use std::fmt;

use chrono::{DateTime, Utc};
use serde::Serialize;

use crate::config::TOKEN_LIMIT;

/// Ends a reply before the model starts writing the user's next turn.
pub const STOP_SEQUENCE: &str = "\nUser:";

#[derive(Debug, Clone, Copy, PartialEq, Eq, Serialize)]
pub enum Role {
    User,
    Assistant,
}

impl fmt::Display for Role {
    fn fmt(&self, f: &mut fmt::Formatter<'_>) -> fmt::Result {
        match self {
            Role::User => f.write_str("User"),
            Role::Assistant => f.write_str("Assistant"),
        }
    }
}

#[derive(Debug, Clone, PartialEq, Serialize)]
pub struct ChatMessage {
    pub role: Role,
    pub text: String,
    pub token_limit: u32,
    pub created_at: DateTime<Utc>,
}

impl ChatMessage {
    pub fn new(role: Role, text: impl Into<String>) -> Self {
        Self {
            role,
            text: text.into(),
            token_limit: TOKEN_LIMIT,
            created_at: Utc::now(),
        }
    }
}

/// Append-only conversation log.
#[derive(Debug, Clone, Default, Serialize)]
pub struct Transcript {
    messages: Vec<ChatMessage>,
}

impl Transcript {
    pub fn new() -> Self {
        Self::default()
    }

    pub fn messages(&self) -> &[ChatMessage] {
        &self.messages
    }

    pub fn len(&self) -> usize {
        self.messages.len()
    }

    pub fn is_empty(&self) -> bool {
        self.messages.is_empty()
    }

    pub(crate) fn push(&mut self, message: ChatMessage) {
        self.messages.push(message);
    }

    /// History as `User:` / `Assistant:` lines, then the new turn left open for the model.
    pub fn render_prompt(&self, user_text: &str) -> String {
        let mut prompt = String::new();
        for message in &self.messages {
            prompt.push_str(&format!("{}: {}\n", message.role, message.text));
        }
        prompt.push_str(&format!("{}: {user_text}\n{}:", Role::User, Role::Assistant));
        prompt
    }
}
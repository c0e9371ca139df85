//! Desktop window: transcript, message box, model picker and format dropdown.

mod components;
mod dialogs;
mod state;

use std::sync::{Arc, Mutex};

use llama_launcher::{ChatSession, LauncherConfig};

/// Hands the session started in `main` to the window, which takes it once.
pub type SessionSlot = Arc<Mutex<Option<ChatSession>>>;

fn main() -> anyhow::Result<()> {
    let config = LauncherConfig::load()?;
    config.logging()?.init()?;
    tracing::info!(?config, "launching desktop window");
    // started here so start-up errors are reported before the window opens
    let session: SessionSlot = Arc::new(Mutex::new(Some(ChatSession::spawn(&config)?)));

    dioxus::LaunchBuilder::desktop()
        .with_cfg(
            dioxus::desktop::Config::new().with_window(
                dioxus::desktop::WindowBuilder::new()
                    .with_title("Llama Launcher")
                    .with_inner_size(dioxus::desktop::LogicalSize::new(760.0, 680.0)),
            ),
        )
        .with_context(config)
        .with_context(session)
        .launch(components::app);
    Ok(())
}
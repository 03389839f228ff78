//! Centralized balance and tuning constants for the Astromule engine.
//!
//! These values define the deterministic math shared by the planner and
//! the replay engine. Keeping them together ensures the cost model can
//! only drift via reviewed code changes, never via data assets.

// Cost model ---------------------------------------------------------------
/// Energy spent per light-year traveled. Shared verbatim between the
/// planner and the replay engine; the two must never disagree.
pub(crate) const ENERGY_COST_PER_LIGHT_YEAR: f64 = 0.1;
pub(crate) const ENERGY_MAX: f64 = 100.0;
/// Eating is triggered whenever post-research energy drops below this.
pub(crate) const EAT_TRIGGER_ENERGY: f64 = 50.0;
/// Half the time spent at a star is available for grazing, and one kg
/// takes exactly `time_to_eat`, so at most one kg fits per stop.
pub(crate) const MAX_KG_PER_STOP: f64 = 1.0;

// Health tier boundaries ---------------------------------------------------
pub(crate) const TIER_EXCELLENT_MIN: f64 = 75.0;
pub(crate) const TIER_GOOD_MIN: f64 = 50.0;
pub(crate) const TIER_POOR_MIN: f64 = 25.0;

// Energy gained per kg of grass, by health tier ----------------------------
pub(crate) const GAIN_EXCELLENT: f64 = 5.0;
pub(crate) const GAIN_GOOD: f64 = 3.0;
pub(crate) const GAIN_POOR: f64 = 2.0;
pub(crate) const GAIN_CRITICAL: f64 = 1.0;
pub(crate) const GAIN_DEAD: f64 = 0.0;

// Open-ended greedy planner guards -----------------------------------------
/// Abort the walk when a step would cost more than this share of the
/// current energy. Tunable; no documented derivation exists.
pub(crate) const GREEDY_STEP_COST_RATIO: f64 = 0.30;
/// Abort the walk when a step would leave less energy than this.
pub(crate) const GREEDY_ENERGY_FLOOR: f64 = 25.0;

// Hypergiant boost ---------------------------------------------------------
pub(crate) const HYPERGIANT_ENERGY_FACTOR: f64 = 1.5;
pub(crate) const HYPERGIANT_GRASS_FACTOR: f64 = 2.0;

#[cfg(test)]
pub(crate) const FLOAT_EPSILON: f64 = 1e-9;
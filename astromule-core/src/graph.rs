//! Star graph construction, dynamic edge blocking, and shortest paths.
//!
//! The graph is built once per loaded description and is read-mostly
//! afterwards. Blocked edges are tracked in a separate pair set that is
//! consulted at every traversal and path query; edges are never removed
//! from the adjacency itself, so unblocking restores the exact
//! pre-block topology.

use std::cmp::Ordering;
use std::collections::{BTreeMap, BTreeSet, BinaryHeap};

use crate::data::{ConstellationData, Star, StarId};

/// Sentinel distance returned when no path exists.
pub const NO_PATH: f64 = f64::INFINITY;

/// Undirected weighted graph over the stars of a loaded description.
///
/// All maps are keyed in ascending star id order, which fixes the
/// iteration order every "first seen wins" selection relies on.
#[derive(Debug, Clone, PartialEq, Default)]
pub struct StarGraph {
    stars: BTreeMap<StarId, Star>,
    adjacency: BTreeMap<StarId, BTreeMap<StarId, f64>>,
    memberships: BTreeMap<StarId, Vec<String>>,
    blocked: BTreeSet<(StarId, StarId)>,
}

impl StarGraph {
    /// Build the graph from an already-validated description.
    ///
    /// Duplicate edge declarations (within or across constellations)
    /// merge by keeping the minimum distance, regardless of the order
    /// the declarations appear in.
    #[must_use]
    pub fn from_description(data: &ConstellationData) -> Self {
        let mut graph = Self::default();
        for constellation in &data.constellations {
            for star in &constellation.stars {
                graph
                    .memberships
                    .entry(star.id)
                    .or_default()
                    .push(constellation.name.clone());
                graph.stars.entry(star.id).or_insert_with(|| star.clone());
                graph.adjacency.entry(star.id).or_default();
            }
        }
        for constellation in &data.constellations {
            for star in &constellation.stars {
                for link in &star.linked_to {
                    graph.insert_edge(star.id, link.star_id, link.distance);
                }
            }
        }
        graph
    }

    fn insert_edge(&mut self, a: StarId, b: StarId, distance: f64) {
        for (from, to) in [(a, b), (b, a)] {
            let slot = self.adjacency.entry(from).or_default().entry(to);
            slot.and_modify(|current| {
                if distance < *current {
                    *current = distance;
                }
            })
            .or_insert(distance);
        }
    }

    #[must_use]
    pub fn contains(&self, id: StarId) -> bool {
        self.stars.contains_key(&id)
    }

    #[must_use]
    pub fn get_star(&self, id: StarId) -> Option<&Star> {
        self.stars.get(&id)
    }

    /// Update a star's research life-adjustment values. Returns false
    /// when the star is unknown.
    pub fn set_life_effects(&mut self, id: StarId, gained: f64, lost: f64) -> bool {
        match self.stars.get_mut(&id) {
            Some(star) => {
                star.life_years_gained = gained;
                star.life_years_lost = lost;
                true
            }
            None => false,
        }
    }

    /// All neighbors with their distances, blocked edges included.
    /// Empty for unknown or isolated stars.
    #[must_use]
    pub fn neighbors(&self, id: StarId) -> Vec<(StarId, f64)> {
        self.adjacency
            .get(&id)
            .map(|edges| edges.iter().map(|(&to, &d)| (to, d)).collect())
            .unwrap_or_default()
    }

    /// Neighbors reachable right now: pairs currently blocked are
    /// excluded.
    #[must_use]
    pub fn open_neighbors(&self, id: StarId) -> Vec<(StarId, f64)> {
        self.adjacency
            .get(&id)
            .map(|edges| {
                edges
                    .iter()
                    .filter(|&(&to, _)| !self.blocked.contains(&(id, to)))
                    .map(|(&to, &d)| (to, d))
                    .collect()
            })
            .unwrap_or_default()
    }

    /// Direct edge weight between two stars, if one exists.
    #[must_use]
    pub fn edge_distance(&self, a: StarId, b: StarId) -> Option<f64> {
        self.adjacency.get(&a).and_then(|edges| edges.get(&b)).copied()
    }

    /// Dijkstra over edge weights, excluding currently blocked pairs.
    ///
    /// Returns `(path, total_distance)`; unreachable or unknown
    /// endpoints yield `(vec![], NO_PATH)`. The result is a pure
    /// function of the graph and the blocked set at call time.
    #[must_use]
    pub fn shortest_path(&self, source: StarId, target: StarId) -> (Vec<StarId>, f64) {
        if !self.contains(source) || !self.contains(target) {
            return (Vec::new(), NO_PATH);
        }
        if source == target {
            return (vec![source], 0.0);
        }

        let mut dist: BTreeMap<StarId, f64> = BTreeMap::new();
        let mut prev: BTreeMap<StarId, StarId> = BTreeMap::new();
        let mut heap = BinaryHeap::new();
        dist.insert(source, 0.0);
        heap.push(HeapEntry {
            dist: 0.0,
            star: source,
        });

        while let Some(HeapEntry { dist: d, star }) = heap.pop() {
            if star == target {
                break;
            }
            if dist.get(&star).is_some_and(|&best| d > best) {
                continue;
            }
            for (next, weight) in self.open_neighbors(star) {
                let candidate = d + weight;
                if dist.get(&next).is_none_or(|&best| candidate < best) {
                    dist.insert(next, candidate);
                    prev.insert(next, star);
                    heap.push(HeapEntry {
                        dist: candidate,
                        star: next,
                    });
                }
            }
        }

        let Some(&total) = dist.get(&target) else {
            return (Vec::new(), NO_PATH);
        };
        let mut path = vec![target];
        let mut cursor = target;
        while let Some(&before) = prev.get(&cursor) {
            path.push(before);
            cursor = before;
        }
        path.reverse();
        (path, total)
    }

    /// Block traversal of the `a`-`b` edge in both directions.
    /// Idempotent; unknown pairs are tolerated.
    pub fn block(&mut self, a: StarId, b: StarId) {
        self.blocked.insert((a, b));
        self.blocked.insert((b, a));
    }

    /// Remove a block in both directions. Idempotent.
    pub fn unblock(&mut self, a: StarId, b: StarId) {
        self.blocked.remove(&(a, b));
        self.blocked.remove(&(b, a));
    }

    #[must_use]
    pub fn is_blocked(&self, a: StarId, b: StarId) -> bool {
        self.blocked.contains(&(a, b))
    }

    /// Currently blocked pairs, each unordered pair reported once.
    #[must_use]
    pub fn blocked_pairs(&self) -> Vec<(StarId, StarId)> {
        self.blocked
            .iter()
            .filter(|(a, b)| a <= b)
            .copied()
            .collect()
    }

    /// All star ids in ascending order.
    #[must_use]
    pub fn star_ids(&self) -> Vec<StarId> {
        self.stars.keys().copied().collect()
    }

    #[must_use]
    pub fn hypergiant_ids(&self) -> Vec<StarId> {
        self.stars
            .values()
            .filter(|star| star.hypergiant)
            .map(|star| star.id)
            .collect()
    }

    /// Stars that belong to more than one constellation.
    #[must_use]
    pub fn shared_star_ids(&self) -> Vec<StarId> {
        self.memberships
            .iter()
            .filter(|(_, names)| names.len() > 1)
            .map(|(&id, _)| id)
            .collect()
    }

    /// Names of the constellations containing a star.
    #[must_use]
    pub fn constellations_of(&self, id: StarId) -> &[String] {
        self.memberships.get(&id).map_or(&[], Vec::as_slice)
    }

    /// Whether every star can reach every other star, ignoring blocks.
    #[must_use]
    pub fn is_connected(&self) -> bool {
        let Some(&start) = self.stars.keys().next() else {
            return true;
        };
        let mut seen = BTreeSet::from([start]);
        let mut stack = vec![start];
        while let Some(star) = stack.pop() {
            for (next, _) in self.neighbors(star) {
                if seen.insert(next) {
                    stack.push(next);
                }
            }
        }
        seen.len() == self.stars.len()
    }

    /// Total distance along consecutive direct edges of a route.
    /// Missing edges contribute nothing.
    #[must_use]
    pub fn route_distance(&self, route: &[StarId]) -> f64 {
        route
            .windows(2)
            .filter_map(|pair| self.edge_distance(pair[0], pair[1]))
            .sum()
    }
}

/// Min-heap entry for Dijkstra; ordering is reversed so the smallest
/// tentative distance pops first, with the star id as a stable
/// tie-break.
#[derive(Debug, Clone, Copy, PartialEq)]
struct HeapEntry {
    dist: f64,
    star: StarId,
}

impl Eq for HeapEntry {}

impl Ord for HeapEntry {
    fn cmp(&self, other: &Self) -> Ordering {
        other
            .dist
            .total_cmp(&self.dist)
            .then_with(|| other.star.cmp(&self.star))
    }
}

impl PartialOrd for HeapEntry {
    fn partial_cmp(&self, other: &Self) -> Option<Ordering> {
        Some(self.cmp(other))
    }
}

________________

Each line of the records that holds the word "model" should be copied out.

Completed exercise =
/// Ends a reply before the model starts writing the user's next turn.
    /// History as `User:` / `Assistant:` lines, then the new turn left open for the model.
//! Desktop window: transcript, message box, model picker and format dropdown.
//! the replay engine. Keeping them together ensures the cost model can
// Cost model ---------------------------------------------------------------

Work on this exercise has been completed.